There is a trend in this area of research to use images of the body as seen from the front – corresponding to the view most commonly seen in the mirror. However, being overweight is most obvious in the profile view: a view which can only be imagined without a complex arrangement of mirrors. There is thus a potential for a richer source of information from judgments of the body seen in side view ( Swami and Tovée, 2007 ; Cohen et al., 2015a , b ). We therefore predicted that there would be a difference between viewpoints. Familiar views (as seen in a mirror) were expected to be more accurate than unfamiliar views (side and back views that rely on a person’s imagination to visualize), so that the front view would be the most accurate and the back and side views would be the least accurate.

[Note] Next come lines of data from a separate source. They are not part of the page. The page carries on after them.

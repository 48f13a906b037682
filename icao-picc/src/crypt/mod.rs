//! Cryptographic functionality.


pub mod cipher_mac;
pub mod dh;
pub mod elliptic;
pub mod kdf;


use std::fmt;

use crypto_bigint::BoxedUint;
use digest::Digest;
use rand::{CryptoRng, RngCore};
use sha1::Sha1;
use tracing::trace;
use zeroize::Zeroizing;
use zeroize_derive::ZeroizeOnDrop;

use crate::crypt::dh::ModularGroup;
use crate::crypt::elliptic::{AffinePoint, PrimeWeierstrassCurve};
use crate::der_util::unsigned_integer_content;
use crate::oid::Oid;
use crate::oids;
use crate::tlv::{self, Tag, Tlv};


/// An error during a key operation.
#[derive(Clone, Copy, Debug, Eq, Hash, Ord, PartialEq, PartialOrd)]
pub enum KeyError {
    /// The key material does not describe a valid key for the domain parameters.
    MalformedKeyMaterial,

    /// The operation cannot be performed with the given combination of parameters and keys.
    UnsupportedOperation(&'static str),
}
impl fmt::Display for KeyError {
    fn fmt(&self, f: &mut fmt::Formatter<'_>) -> fmt::Result {
        match self {
            Self::MalformedKeyMaterial => write!(f, "malformed key material"),
            Self::UnsupportedOperation(what) => write!(f, "unsupported operation: {}", what),
        }
    }
}
impl std::error::Error for KeyError {
}
impl From<tlv::Error> for KeyError {
    fn from(_value: tlv::Error) -> Self {
        Self::UnsupportedOperation("data object construction failed")
    }
}


/// The family of a key agreement algorithm.
#[derive(Clone, Copy, Debug, Eq, Hash, Ord, PartialEq, PartialOrd)]
pub enum KeyAgreement {
    DiffieHellman,
    EllipticCurveDiffieHellman,
}
impl KeyAgreement {
    pub fn algorithm_name(&self) -> &'static str {
        match self {
            Self::DiffieHellman => "DH",
            Self::EllipticCurveDiffieHellman => "ECDH",
        }
    }
}


/// A public key.
#[derive(Clone, Debug, Eq, PartialEq)]
pub enum PublicKey {
    /// The public value `y = g**x mod p` of classic Diffie-Hellman.
    DiffieHellman(BoxedUint),

    /// A point on an elliptic curve.
    EllipticCurve(AffinePoint),
}


/// A private key (a scalar for elliptic curves, an exponent for classic Diffie-Hellman).
#[derive(Clone, ZeroizeOnDrop)]
pub struct PrivateKey(BoxedUint);
impl PrivateKey {
    /// Decodes a private key from its big-endian representation.
    pub fn from_be_slice(bytes: &[u8]) -> Option<Self> {
        if bytes.is_empty() {
            return None;
        }
        let bits = u32::try_from(8 * bytes.len()).ok()?;
        let value = BoxedUint::from_be_slice(bytes, bits).ok()?;
        if bool::from(value.is_zero()) {
            return None;
        }
        Some(Self(value))
    }

    pub(crate) fn as_uint(&self) -> &BoxedUint { &self.0 }
}
impl fmt::Debug for PrivateKey {
    fn fmt(&self, f: &mut fmt::Formatter<'_>) -> fmt::Result {
        f.debug_tuple("PrivateKey")
            .field(&"<redacted>")
            .finish()
    }
}


/// The domain parameters of a key agreement algorithm.
///
/// For classic Diffie-Hellman, public keys and shared secrets are unsigned integers serialized in
/// big-endian byte order with the same length as the prime.
///
/// For elliptic-curve Diffie-Hellman, public keys are points serialized in uncompressed form:
/// 1. the byte `0x04` to signify uncompressed coordinates
/// 2. the x coordinate as an unsigned integer in big-endian byte order
/// 3. the y coordinate as an unsigned integer in big-endian byte order
/// Both coordinates are encoded with the same length as the prime. The shared secret is the x
/// coordinate of the resulting point, encoded the same way.
#[derive(Clone, Debug, Eq, PartialEq)]
pub enum DomainParameters {
    DiffieHellman(ModularGroup),
    PrimeWeierstrassEllipticDiffieHellman(PrimeWeierstrassCurve),
}
impl DomainParameters {
    pub fn key_agreement(&self) -> KeyAgreement {
        match self {
            Self::DiffieHellman(_) => KeyAgreement::DiffieHellman,
            Self::PrimeWeierstrassEllipticDiffieHellman(_) => KeyAgreement::EllipticCurveDiffieHellman,
        }
    }

    /// The name of the key agreement algorithm, e.g. for logging.
    pub fn key_agreement_algorithm(&self) -> &'static str {
        self.key_agreement().algorithm_name()
    }

    /// The identifier of these parameters among the standardized domain parameters, if they are
    /// one of them.
    pub fn standardized_id(&self) -> Option<u8> {
        match self {
            Self::DiffieHellman(group) => dh::standardized_id(group),
            Self::PrimeWeierstrassEllipticDiffieHellman(curve) => elliptic::curves::standardized_id(curve),
        }
    }

    /// Reconstructs a public key from its raw encoding.
    pub fn reconstruct_public_key(&self, bytes: &[u8]) -> Result<PublicKey, KeyError> {
        match self {
            Self::DiffieHellman(group) => group.decode_public_key(bytes)
                .map(PublicKey::DiffieHellman)
                .ok_or(KeyError::MalformedKeyMaterial),
            Self::PrimeWeierstrassEllipticDiffieHellman(curve) => curve.decode_point(bytes)
                .map(PublicKey::EllipticCurve)
                .ok_or(KeyError::MalformedKeyMaterial),
        }
    }

    /// Encodes a public key into its raw encoding.
    pub fn encode_public_key(&self, public_key: &PublicKey) -> Result<Vec<u8>, KeyError> {
        match (self, public_key) {
            (Self::DiffieHellman(group), PublicKey::DiffieHellman(y)) => {
                fixed_width_be_bytes(y, group.prime_len_bytes())
                    .map(|b| b.to_vec())
                    .ok_or(KeyError::MalformedKeyMaterial)
            },
            (Self::PrimeWeierstrassEllipticDiffieHellman(curve), PublicKey::EllipticCurve(point)) => {
                curve.encode_point(point)
                    .map(|b| b.to_vec())
                    .ok_or(KeyError::MalformedKeyMaterial)
            },
            _ => Err(KeyError::UnsupportedOperation("public key does not belong to domain parameters")),
        }
    }

    /// Computes the compressed representation of a public key.
    ///
    /// For elliptic curves, this is the x coordinate; for classic Diffie-Hellman, the SHA-1 hash of
    /// the public value.
    pub fn compress(&self, public_key: &PublicKey) -> Result<Vec<u8>, KeyError> {
        match (self, public_key) {
            (Self::DiffieHellman(group), PublicKey::DiffieHellman(y)) => {
                let encoded = fixed_width_be_bytes(y, group.prime_len_bytes())
                    .ok_or(KeyError::MalformedKeyMaterial)?;
                Ok(Sha1::digest(encoded.as_slice()).to_vec())
            },
            (Self::PrimeWeierstrassEllipticDiffieHellman(curve), PublicKey::EllipticCurve(point)) => {
                fixed_width_be_bytes(point.x(), curve.field_len_bytes())
                    .map(|b| b.to_vec())
                    .ok_or(KeyError::MalformedKeyMaterial)
            },
            _ => Err(KeyError::UnsupportedOperation("public key does not belong to domain parameters")),
        }
    }

    /// Calculates the public key belonging to the given private key.
    pub fn calculate_public_key(&self, private_key: &PrivateKey) -> Result<PublicKey, KeyError> {
        match self {
            Self::DiffieHellman(group) => group.calculate_public_key(private_key.as_uint())
                .map(PublicKey::DiffieHellman)
                .ok_or(KeyError::MalformedKeyMaterial),
            Self::PrimeWeierstrassEllipticDiffieHellman(curve) => curve.calculate_public_key(private_key.as_uint())
                .map(PublicKey::EllipticCurve)
                .ok_or(KeyError::MalformedKeyMaterial),
        }
    }

    /// Generates a random private key.
    ///
    /// The key is drawn from integers at least one byte shorter than the group order, so it is
    /// always smaller than the order.
    pub fn generate_private_key<R: CryptoRng + RngCore>(&self, rng: &mut R) -> Result<PrivateKey, KeyError> {
        let order = match self {
            Self::DiffieHellman(group) => group.order(),
            Self::PrimeWeierstrassEllipticDiffieHellman(curve) => curve.order(),
        };
        let length = usize::try_from(order.bits().saturating_sub(1) / 8)
            .map_err(|_| KeyError::UnsupportedOperation("group order too large"))?;
        if length == 0 {
            return Err(KeyError::UnsupportedOperation("group order too small"));
        }

        let mut bytes = Zeroizing::new(vec![0u8; length]);
        loop {
            rng.fill_bytes(&mut bytes);
            if let Some(private_key) = PrivateKey::from_be_slice(&bytes) {
                return Ok(private_key);
            }
        }
    }

    /// Performs the key agreement between our private key and the other party's public key,
    /// returning the shared secret.
    pub fn agree(&self, private_key: &PrivateKey, other_public_key: &PublicKey) -> Result<Zeroizing<Vec<u8>>, KeyError> {
        let secret = match (self, other_public_key) {
            (Self::DiffieHellman(group), PublicKey::DiffieHellman(y)) => {
                group.diffie_hellman(private_key.as_uint(), y)
                    .ok_or(KeyError::MalformedKeyMaterial)?
            },
            (Self::PrimeWeierstrassEllipticDiffieHellman(curve), PublicKey::EllipticCurve(point)) => {
                let shared_point = curve.diffie_hellman(private_key.as_uint(), point)
                    .ok_or(KeyError::MalformedKeyMaterial)?;
                fixed_width_be_bytes(shared_point.x(), curve.field_len_bytes())
                    .ok_or(KeyError::UnsupportedOperation("shared secret exceeds field length"))?
            },
            _ => return Err(KeyError::UnsupportedOperation("public key does not belong to domain parameters")),
        };
        trace!("{} shared secret: {}", self.key_agreement_algorithm(), crate::hex(&secret));
        Ok(secret)
    }

    /// The data object carrying a public key within a public key template (tag `0x7F49`).
    pub fn public_key_data_object(&self, public_key: &PublicKey) -> Result<Tlv, KeyError> {
        let encoded = self.encode_public_key(public_key)?;
        let tag = match self {
            Self::DiffieHellman(_) => Tag::CONTEXT_84, // Diffie-Hellman public value
            Self::PrimeWeierstrassEllipticDiffieHellman(_) => Tag::CONTEXT_86, // elliptic curve point
        };
        Ok(Tlv::primitive(tag, encoded)?)
    }

    /// The algorithm identifier of these domain parameters.
    ///
    /// Standardized domain parameters are referenced by their identifier; all others are encoded
    /// explicitly.
    pub fn algorithm_identifier(&self) -> Result<Tlv, KeyError> {
        if let Some(id) = self.standardized_id() {
            return Ok(Tlv::constructed(Tag::SEQUENCE, vec![
                Tlv::primitive(Tag::OID, Oid::from_arcs(oids::STANDARDIZED_DOMAIN_PARAMETERS).as_bytes())?,
                Tlv::primitive(Tag::INTEGER, unsigned_integer_content(&[id]))?,
            ])?);
        }

        match self {
            Self::DiffieHellman(group) => group.explicit_algorithm_identifier(),
            Self::PrimeWeierstrassEllipticDiffieHellman(curve) => curve.explicit_algorithm_identifier(),
        }
    }

    /// The `subjectPublicKey` BIT STRING of a SubjectPublicKeyInfo structure.
    pub fn subject_public_key(&self, public_key: &PublicKey) -> Result<Tlv, KeyError> {
        let encoded = self.encode_public_key(public_key)?;
        let key_bytes = match self {
            Self::DiffieHellman(_) => {
                // the public value is wrapped into an INTEGER
                Tlv::primitive(Tag::INTEGER, unsigned_integer_content(&encoded))?
                    .to_bytes()
            },
            Self::PrimeWeierstrassEllipticDiffieHellman(_) => encoded,
        };

        // no unused bits
        let mut bit_string = Vec::with_capacity(key_bytes.len() + 1);
        bit_string.push(0x00);
        bit_string.extend(key_bytes);
        Ok(Tlv::primitive(Tag::BIT_STRING, bit_string)?)
    }
}


/// A long-term key pair of the chip.
#[derive(Clone, Debug)]
pub struct StaticKeyPair {
    domain_parameters: DomainParameters,
    private_key: PrivateKey,
    public_key: PublicKey,
}
impl StaticKeyPair {
    /// Creates a key pair from domain parameters and a private key, calculating the public key.
    pub fn new(domain_parameters: DomainParameters, private_key: PrivateKey) -> Result<Self, KeyError> {
        let public_key = domain_parameters.calculate_public_key(&private_key)?;
        Ok(Self {
            domain_parameters,
            private_key,
            public_key,
        })
    }

    /// Creates a key pair from domain parameters and the big-endian bytes of a private key.
    pub fn from_private_key_bytes(domain_parameters: DomainParameters, private_key: &[u8]) -> Result<Self, KeyError> {
        let private_key = PrivateKey::from_be_slice(private_key)
            .ok_or(KeyError::MalformedKeyMaterial)?;
        Self::new(domain_parameters, private_key)
    }

    pub fn domain_parameters(&self) -> &DomainParameters { &self.domain_parameters }
    pub fn private_key(&self) -> &PrivateKey { &self.private_key }
    pub fn public_key(&self) -> &PublicKey { &self.public_key }
}


/// Decodes an unsigned big-endian integer with the given precision.
///
/// Returns `None` if the slice is empty or the value does not fit.
pub fn boxed_uint_from_be_slice(slice: &[u8], bits_precision: u32) -> Option<BoxedUint> {
    if slice.is_empty() {
        return None;
    }
    let first_significant = slice.iter()
        .position(|b| *b != 0x00)
        .unwrap_or(slice.len());
    let trimmed = &slice[first_significant..];
    if trimmed.is_empty() {
        return Some(BoxedUint::zero_with_precision(bits_precision));
    }
    let needed_bytes = usize::try_from(bits_precision.div_ceil(8)).ok()?;
    if trimmed.len() > needed_bytes {
        return None;
    }
    BoxedUint::from_be_slice(trimmed, bits_precision).ok()
}


/// Encodes an unsigned integer in big-endian byte order with exactly the given width.
///
/// Returns `None` if the value does not fit.
pub fn fixed_width_be_bytes(value: &BoxedUint, width: usize) -> Option<Zeroizing<Vec<u8>>> {
    let raw = Zeroizing::new(value.to_be_bytes());
    let first_significant = raw.iter()
        .position(|b| *b != 0x00)
        .unwrap_or(raw.len());
    let significant = &raw[first_significant..];
    if significant.len() > width {
        return None;
    }
    let mut ret = Zeroizing::new(vec![0u8; width]);
    ret[width - significant.len()..].copy_from_slice(significant);
    Some(ret)
}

Sex and body satisfaction were also assessed to see how these factors might impact perceived body size. Men and women show different patterns of perceived body distortion with women being more prone to judge themselves as fatter ( Fallon and Rozin, 1985 ). This asymmetry may even have a basis in the differential roles of the cortical hemispheres in the representation of the body ( Mohr et al., 2007 ). Differences related to both sex and body satisfaction were therefore anticipated, with females and those with higher levels of body dissatisfaction showing greater perceptual distortions. Previous studies looking at body size perception have tended to concentrate on females (e.g., Slade and Russell, 1973 ; Gleghorn et al., 1987 ; Thompson and Spana, 1988 ; Molinari, 1995 ; Cornelissen et al., 2017 ; but see Dolan et al., 1987 ; Craig and Caterson, 1990 ). Thus, there is a relative lack of knowledge about how males represent their bodies and whether they might also show distortions in size perception. Here, we included both males and females. While previous research has shown that perceptual body distortions occur more in those dissatisfied with their bodies (e.g., Cash and Deagle, 1997 ; Probst et al., 1998 ; Stice and Shaw, 2002 ; Hrabosky et al., 2009 ; Mohr et al., 2011 ; Sand et al., 2011 ; Cornelissen et al., 2013 ; Mai et al., 2015 ), these studies have also focused on clinical eating disorder populations with high levels of body dissatisfaction and have often overlooked the healthy population. Based on these previous findings, we thought that there would be differences between low and high body dissatisfaction groups. We expected to find greater distortions for those in the high body dissatisfaction group, especially for the width conditions than for those in the low body dissatisfaction group. We also predicted that there would be strong positive correlations between body dissatisfaction and perceived size distortions.

Materials and Methods

Participants.

Thirty-seven participants (18 females and 19 males) took part in the experiment (mean age = 21.24 years, SD = 7.61; mean BMI = 23.75, SD = 4.09; mean weight = 68.94 kg, SD = 14.39 kg; mean height = 169.93 cm, SD = 7.52 cm; mean Body Shape Questionnaire (BSQ) = 85.27, SD = 33.15). They were recruited from the York University Undergraduate Research Participant Pool and received course credit for taking part in the study. The protocol was approved by the York Ethics Board. All subjects gave written informed consent in accordance with the Declaration of Helsinki.

Materials/Stimuli

Body dissatisfaction.

The Body Shape Questionnaire (BSQ) ( Cooper et al., 1987 ) is a 34-item self-report questionnaire that was developed to assess concerns about body shape and experiences of feeling fat that participants may have experienced within the previous month. The test was administered before the experiment began to obtain a measure of body dissatisfaction. Higher scores indicate higher levels of body dissatisfaction. Participants were divided into high and low groups defined as whether their scores were above or below the overall mean score.

Photographs

Color photographs of each participant’s whole body in standardized poses were taken using a digital camera (Canon EOS 10D; flash on; no zoom function) from each of three different viewpoints with a camera distance of 270 cm. Participants were asked to stand in front of a white wall in three standardized poses. Standardized outfits were provided to obtain accurate outlines of their size and shape (see Figure 1 ). The images were then corrected for any lens distortions, cropped to include only the whole body, and formatted on a white background (Adobe Photoshop CC 2014). These images served as the undistorted reference images and were used for composing distorted images. Actual body height was measured from the bottom of the feet to the top of the head using a ruler taped up to a wall. The image was presented life-size projected (using a BenQ 1080p short throw projector) onto a screen at a viewing distance of 270 cm by digitally adjusting the magnification of the image until it physically matched the participant’s actual body size. The viewing distance was chosen as matching the camera’s focal length multiplied by the magnification ( Cooper et al., 2012 ), which minimizes distortions.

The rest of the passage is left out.